> [Available records]
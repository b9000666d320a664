// Copyright (c) 2025 Steve Wagner (ciroque@live.com)
// SPDX-License-Identifier: MIT

//! Merge: interleave many sources into one cursor.
//!
//! On the first `advance` a dispatcher task starts. It pulls source sequences
//! from the outer cursor, starts each under the merge's context, and spawns one
//! reader task per source, optionally gated by a semaphore of
//! `max_concurrent` slots. Readers push into a shared [`BoundedQueue`] which
//! the merge cursor pops from, so a slow consumer backpressures every reader.
//!
//! The first failing source cancels the merge token (and with it every sibling
//! reader) and disposes the queue. The consumer then joins the readers and
//! reports an [`AggregateError`](crate::errors::AggregateError) holding every
//! error recorded by then. Cancellations caused by the merge itself are not
//! recorded as causes.

use std::sync::atomic::{AtomicUsize, Ordering};
use std::sync::Arc;

use async_trait::async_trait;
use futures::FutureExt;
use parking_lot::Mutex;
use tokio::sync::{OwnedSemaphorePermit, Semaphore};
use tokio::task::JoinHandle;
use tokio_util::sync::CancellationToken;

use crate::config::consts::DEFAULT_MERGE_CAPACITY;
use crate::engine::context::Context;
use crate::engine::cursor::{sequence, Producer, ProducerCursor};
use crate::engine::queue::BoundedQueue;
use crate::engine::sources::from_iter;
use crate::engine::task::BackgroundTask;
use crate::errors::{SequenceError, SequenceResult};
use crate::observability::messages::fan_in::{FanInFailed, MergeCompleted, SourceFailed};
use crate::observability::messages::StructuredLog;
use crate::traits::{BoxCursor, CursorExt, Element, SequenceRef, Step, StopFuture};

struct MergeShared<T> {
    queue: Arc<BoundedQueue<T>>,
    token: CancellationToken,
    errors: Mutex<Vec<SequenceError>>,
    /// Running readers plus the dispatcher itself.
    active: AtomicUsize,
    started: AtomicUsize,
    readers: Mutex<Vec<JoinHandle<()>>>,
}

impl<T: Element> MergeShared<T> {
    fn new(capacity: usize) -> Self {
        Self {
            queue: BoundedQueue::shared(capacity),
            token: CancellationToken::new(),
            errors: Mutex::new(Vec::new()),
            active: AtomicUsize::new(1),
            started: AtomicUsize::new(0),
            readers: Mutex::new(Vec::new()),
        }
    }

    fn record(&self, source: usize, error: SequenceError) {
        SourceFailed {
            operator: "merge",
            source,
            error: &error,
        }
        .log();
        self.errors.lock().push(error);
        self.token.cancel();
        self.queue.dispose();
    }

    /// Record a source's own cancellation; ignore the ones we caused.
    fn record_cancelled(&self, source: usize) {
        if !self.token.is_cancelled() {
            self.record(source, SequenceError::Cancelled);
        }
    }

    fn has_failed(&self) -> bool {
        !self.errors.lock().is_empty()
    }

    fn finish_one(&self) {
        if self.active.fetch_sub(1, Ordering::AcqRel) == 1 && self.queue.complete() {
            MergeCompleted {
                sources: self.started.load(Ordering::Acquire),
            }
            .log();
        }
    }

    fn take_readers(&self) -> Vec<JoinHandle<()>> {
        std::mem::take(&mut *self.readers.lock())
    }
}

async fn read<T: Element>(
    shared: Arc<MergeShared<T>>,
    cursor: BoxCursor<T>,
    index: usize,
    _slot: Option<OwnedSemaphorePermit>,
) {
    let token = shared.token.clone();
    loop {
        match cursor.next_step(&token).await {
            Step::Value(value) => {
                if shared.queue.push_with(value, &token).await.is_err() {
                    cursor.cancel();
                    break;
                }
            }
            Step::End => break,
            Step::Cancelled => {
                shared.record_cancelled(index);
                break;
            }
            Step::Error(err) => {
                shared.record(index, err);
                break;
            }
        }
    }
    futures::future::join_all(cursor.stop()).await;
    shared.finish_one();
}

async fn dispatch<T: Element>(
    shared: Arc<MergeShared<T>>,
    outer: BoxCursor<SequenceRef<T>>,
    context: Context,
    slots: Option<Arc<Semaphore>>,
) {
    let token = shared.token.clone();
    loop {
        if token.is_cancelled() {
            break;
        }
        let permit = match &slots {
            Some(slots) => tokio::select! {
                _ = token.cancelled() => break,
                permit = slots.clone().acquire_owned() => match permit {
                    Ok(permit) => Some(permit),
                    Err(_) => break,
                },
            },
            None => None,
        };

        match outer.next_step(&token).await {
            Step::Value(source) => {
                let index = shared.started.fetch_add(1, Ordering::AcqRel);
                shared.active.fetch_add(1, Ordering::AcqRel);
                let reader = tokio::spawn(read(shared.clone(), source.start(&context), index, permit));
                shared.readers.lock().push(reader);
            }
            Step::End => break,
            Step::Cancelled => {
                shared.record_cancelled(shared.started.load(Ordering::Acquire));
                break;
            }
            Step::Error(err) => {
                shared.record(shared.started.load(Ordering::Acquire), err);
                break;
            }
        }
    }
    outer.cancel();
    shared.finish_one();
}

struct Merge<T: Element> {
    shared: Arc<MergeShared<T>>,
    pending: Mutex<Option<(BoxCursor<SequenceRef<T>>, Context)>>,
    max_concurrent: Option<usize>,
    dispatcher: BackgroundTask,
}

impl<T: Element> Merge<T> {
    fn launch(&self) {
        let Some((outer, context)) = self.pending.lock().take() else {
            return;
        };
        let shared = self.shared.clone();
        let slots = self.max_concurrent.map(|n| Arc::new(Semaphore::new(n.max(1))));
        self.dispatcher
            .ensure_launched(move |_| dispatch(shared, outer, context, slots));
    }

    async fn failure(&self) -> SequenceError {
        futures::future::join_all(self.shared.take_readers()).await;
        let causes = self.shared.errors.lock().clone();
        FanInFailed {
            operator: "merge",
            causes: causes.len(),
        }
        .log();
        SequenceError::aggregate(causes)
    }
}

#[async_trait]
impl<T: Element> Producer<T> for Merge<T> {
    async fn next(&self, cancel: &CancellationToken) -> SequenceResult<Option<T>> {
        self.launch();
        let popped = self.shared.queue.pop(cancel).await;
        if self.shared.has_failed() {
            return Err(self.failure().await);
        }
        popped
    }

    fn cancel(&self) {
        self.shared.token.cancel();
        self.shared.queue.dispose();
        if let Some((outer, _)) = self.pending.lock().take() {
            outer.cancel();
        }
    }

    fn stop(&self) -> Vec<StopFuture> {
        self.cancel();
        let dispatcher = self.dispatcher.stop_future();
        let shared = self.shared.clone();
        vec![async move {
            if let Some(dispatcher) = dispatcher {
                dispatcher.await;
            }
            futures::future::join_all(shared.take_readers()).await;
        }
        .boxed()]
    }
}

/// Merge a sequence of sequences with an explicit queue capacity.
pub fn merge_all_with<T: Element>(
    sources: SequenceRef<SequenceRef<T>>,
    max_concurrent: Option<usize>,
    capacity: usize,
) -> SequenceRef<T> {
    sequence(move |ctx| {
        let shared = Arc::new(MergeShared::new(capacity));
        let dispatcher = BackgroundTask::with_token(shared.token.clone());
        ProducerCursor::boxed(
            "merge",
            Merge {
                shared,
                pending: Mutex::new(Some((sources.start(ctx), ctx.clone()))),
                max_concurrent,
                dispatcher,
            },
        )
    })
}

/// Interleave the sequences produced by `sources`, running at most
/// `max_concurrent` of them at once (unbounded with `None`).
pub fn merge_all<T: Element>(
    sources: SequenceRef<SequenceRef<T>>,
    max_concurrent: Option<usize>,
) -> SequenceRef<T> {
    merge_all_with(sources, max_concurrent, DEFAULT_MERGE_CAPACITY)
}

pub fn merge_n<T: Element>(sources: Vec<SequenceRef<T>>, max_concurrent: Option<usize>) -> SequenceRef<T> {
    merge_all(from_iter(sources), max_concurrent)
}

pub fn merge<T: Element>(first: SequenceRef<T>, second: SequenceRef<T>) -> SequenceRef<T> {
    merge_n(vec![first, second], None)
}

#[cfg(test)]
mod tests {
    use super::*;
    use crate::engine::elementwise::{delay, inspect};
    use crate::engine::sinks::to_list_async;
    use crate::engine::sources::{fail, produce, range};
    use std::collections::HashSet;
    use std::time::Duration;

    #[tokio::test]
    async fn test_merge_delivers_every_element() {
        let seq = merge(delay(from_iter(vec![1]), Duration::from_millis(10)), from_iter(vec![2]));
        let items = to_list_async(&seq, &Context::new()).await.unwrap();
        assert_eq!(items.len(), 2);
        assert_eq!(items.into_iter().collect::<HashSet<_>>(), HashSet::from([1, 2]));
    }

    #[tokio::test]
    async fn test_merge_preserves_order_within_a_source() {
        let seq = merge_n(vec![range(0, 50), range(100, 50), range(200, 50)], None);
        let items = to_list_async(&seq, &Context::new()).await.unwrap();
        assert_eq!(items.len(), 150);
        for base in [0, 100, 200] {
            let run: Vec<i64> = items.iter().copied().filter(|v| (base..base + 50).contains(v)).collect();
            assert_eq!(run, (base..base + 50).collect::<Vec<_>>());
        }
    }

    #[tokio::test]
    async fn test_merge_of_nothing_completes() {
        let seq = merge_n(Vec::<SequenceRef<u8>>::new(), None);
        assert!(to_list_async(&seq, &Context::new()).await.unwrap().is_empty());
    }

    #[tokio::test]
    async fn test_max_concurrency_bounds_running_sources() {
        let running = Arc::new(AtomicUsize::new(0));
        let peak = Arc::new(AtomicUsize::new(0));

        let sources = (0..6)
            .map(|i| {
                let running = running.clone();
                let peak = peak.clone();
                sequence(move |ctx| {
                    let now = running.fetch_add(1, Ordering::SeqCst) + 1;
                    peak.fetch_max(now, Ordering::SeqCst);
                    let running = running.clone();
                    let body = delay(from_iter(vec![i]), Duration::from_millis(5));
                    let done = inspect(body, move |_| {
                        running.fetch_sub(1, Ordering::SeqCst);
                    });
                    done.start(ctx)
                })
            })
            .collect();

        let items = to_list_async(&merge_n(sources, Some(2)), &Context::new()).await.unwrap();
        assert_eq!(items.len(), 6);
        assert!(peak.load(Ordering::SeqCst) <= 2);
    }

    #[tokio::test]
    async fn test_source_failure_fails_with_aggregate_and_cancels_siblings() {
        let endless = delay(produce(usize::MAX, || 1), Duration::from_millis(5));
        let seq = merge(endless, fail(SequenceError::msg("disk full")));

        let err = to_list_async(&seq, &Context::new()).await.unwrap_err();
        match err {
            SequenceError::Aggregate(aggregate) => {
                assert_eq!(aggregate.len(), 1);
                assert_eq!(aggregate.causes()[0].to_string(), "element error: disk full");
            }
            other => panic!("expected aggregate, got {other:?}"),
        }
    }

    #[tokio::test]
    async fn test_simultaneous_failures_are_all_collected() {
        let gate = Arc::new(tokio::sync::Barrier::new(2));
        let failing = |name: &'static str| {
            let gate = gate.clone();
            crate::engine::sources::produce_async(1, move || {
                let gate = gate.clone();
                async move {
                    gate.wait().await;
                    Err::<u8, _>(SequenceError::msg(name))
                }
            })
        };

        let err = to_list_async(&merge(failing("left"), failing("right")), &Context::new())
            .await
            .unwrap_err();
        let SequenceError::Aggregate(aggregate) = err else {
            panic!("expected aggregate");
        };
        assert_eq!(aggregate.len(), 2);
        let mut causes: Vec<String> = aggregate.causes().iter().map(|e| e.to_string()).collect();
        causes.sort();
        assert_eq!(causes, vec!["element error: left", "element error: right"]);
    }

    #[tokio::test]
    async fn test_failures_ready_together_are_both_reported() {
        let seq = merge(
            fail::<u8>(SequenceError::msg("a")),
            fail::<u8>(SequenceError::msg("b")),
        );
        let err = to_list_async(&seq, &Context::new()).await.unwrap_err();
        let SequenceError::Aggregate(aggregate) = err else {
            panic!("expected aggregate");
        };
        assert_eq!(aggregate.len(), 2);
    }

    #[tokio::test]
    async fn test_stop_waits_for_reader_tasks() {
        let endless = delay(produce(usize::MAX, || 0u8), Duration::from_millis(1));
        let cursor = merge(endless.clone(), endless).start(&Context::new());
        let cancel = CancellationToken::new();
        assert!(cursor.advance(&cancel).await.unwrap());

        let cleanup = cursor.stop();
        assert_eq!(cleanup.len(), 1);
        tokio::time::timeout(Duration::from_secs(1), futures::future::join_all(cleanup))
            .await
            .unwrap();
        assert!(matches!(cursor.advance(&cancel).await, Err(SequenceError::Cancelled)));
    }

    #[tokio::test]
    async fn test_nothing_runs_before_first_advance() {
        let starts = Arc::new(AtomicUsize::new(0));
        let counter = starts.clone();
        let source = sequence(move |ctx| {
            counter.fetch_add(1, Ordering::SeqCst);
            range(0, 1).start(ctx)
        });

        let cursor = merge_n(vec![source], None).start(&Context::new());
        tokio::time::sleep(Duration::from_millis(10)).await;
        assert_eq!(starts.load(Ordering::SeqCst), 0);
        drop(cursor);
    }
}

> [Exercise prompt]
Read the material above and copy out each line holding "name".

> [Solution]
        let failing = |name: &'static str| {
                    Err::<u8, _>(SequenceError::msg(name))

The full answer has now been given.